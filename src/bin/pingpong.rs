use std::{path::PathBuf, process::ExitCode};

use pingpong::architecture::{relay_ring, simple_loop};
use pingpong::prelude::*;
use structopt::StructOpt;

/// Runs a ping pong simulation.
#[derive(Debug, StructOpt)]
#[structopt(name = "pingpong")]
struct Opt {
    /// Number of ping pong assemblies in the relay ring, one per rank.
    #[structopt(long, default_value = "2")]
    num: u32,

    /// Messages each Ping receives before voting to end.
    #[structopt(long, default_value = "5")]
    repeats: u64,

    /// Runs a single Ping and Pong in a direct loop instead of a ring.
    #[structopt(long)]
    simple: bool,

    /// Loads the topology from a YAML file.
    #[structopt(long, parse(from_os_str), conflicts_with = "simple")]
    topology: Option<PathBuf>,

    /// Stops the simulation after this many seconds of simulated time.
    #[structopt(long)]
    max_time: Option<SimTime>,

    /// Suppresses runtime messages.
    #[structopt(long)]
    quiet: bool,
}

fn main() -> ExitCode {
    pingpong::tracing::init();
    let opt = Opt::from_args();

    let topology = match &opt.topology {
        Some(path) => match TopologyDef::from_yaml_file(path) {
            Ok(topo) => topo,
            Err(e) => {
                eprintln!("error: {e}");
                return ExitCode::FAILURE;
            }
        },
        None if opt.simple => simple_loop(opt.repeats),
        None => relay_ring(opt.num.max(1), opt.repeats),
    };

    let mut builder = Builder::new();
    if opt.quiet {
        builder = builder.quiet();
    }
    if let Some(max_time) = opt.max_time {
        builder = builder.max_time(max_time);
    }

    let sim = match builder.build(&topology, &ElementRegistry::with_builtin()) {
        Ok(sim) => sim,
        Err(e) => {
            eprintln!("error: {e}");
            return ExitCode::FAILURE;
        }
    };

    match sim.run() {
        Ok(report) => {
            println!(
                "{} after {} ({} events)",
                report.reason, report.end_time, report.events
            );
            for rank in &report.ranks {
                println!(
                    "  rank {}: {} events, {}/{} voters ready",
                    rank.rank, rank.events, rank.ready, rank.participants
                );
            }
            for link in &report.links {
                println!("  {link}");
            }
            ExitCode::SUCCESS
        }
        Err(e) => {
            eprintln!("error: {e}");
            ExitCode::FAILURE
        }
    }
}
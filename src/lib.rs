//!
//! Two discrete event simulation components playing ping pong.
//!
//! An initiator ([`Ping`](crate::pingpong::Ping)) and a responder
//! ([`Pong`](crate::pingpong::Pong)) exchange string messages over links
//! with a fixed latency. The initiator counts the messages it receives and,
//! once its configured limit is reached, votes to end the simulation
//! instead of answering.
//!
//! # Modules
//!
//! - [`net`] holds the component API, links, parameters, the element
//!   registry and topology definitions.
//! - [`runtime`] holds the event loop, termination voting and the
//!   rank-parallel executor.
//! - [`pingpong`] holds the components and ready made topologies.
//! - [`tracing`] formats log output with simulation time.
//!
//! # Example
//!
//! ```
//! use pingpong::prelude::*;
//! use pingpong::architecture::{relay_chain, Role};
//!
//! let topo = relay_chain(&[(Role::Initiator, 0), (Role::Responder, 1)], 1);
//! let report = Builder::new()
//!     .quiet()
//!     .build(&topo, &ElementRegistry::with_builtin())
//!     .unwrap()
//!     .run()
//!     .unwrap();
//!
//! let ping = report.component::<Ping>("Ping0").unwrap();
//! assert_eq!(ping.last_payload(), Some("Ping0-Pong1"));
//! assert_eq!(report.end_time, SimTime::from(2.0));
//! ```
#![warn(missing_docs, missing_debug_implementations)]

pub mod net;
pub mod pingpong;
pub mod prelude;
pub mod runtime;
pub mod time;
pub mod tracing;

pub use pingpong::architecture;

= TASK DESCRIPTION =
In the records above, some lines may contain the word "after"; copy every one of them.

= COMPLETED EXERCISE =
    /// Stops the simulation after this many seconds of simulated time.
                "{} after {} ({} events)",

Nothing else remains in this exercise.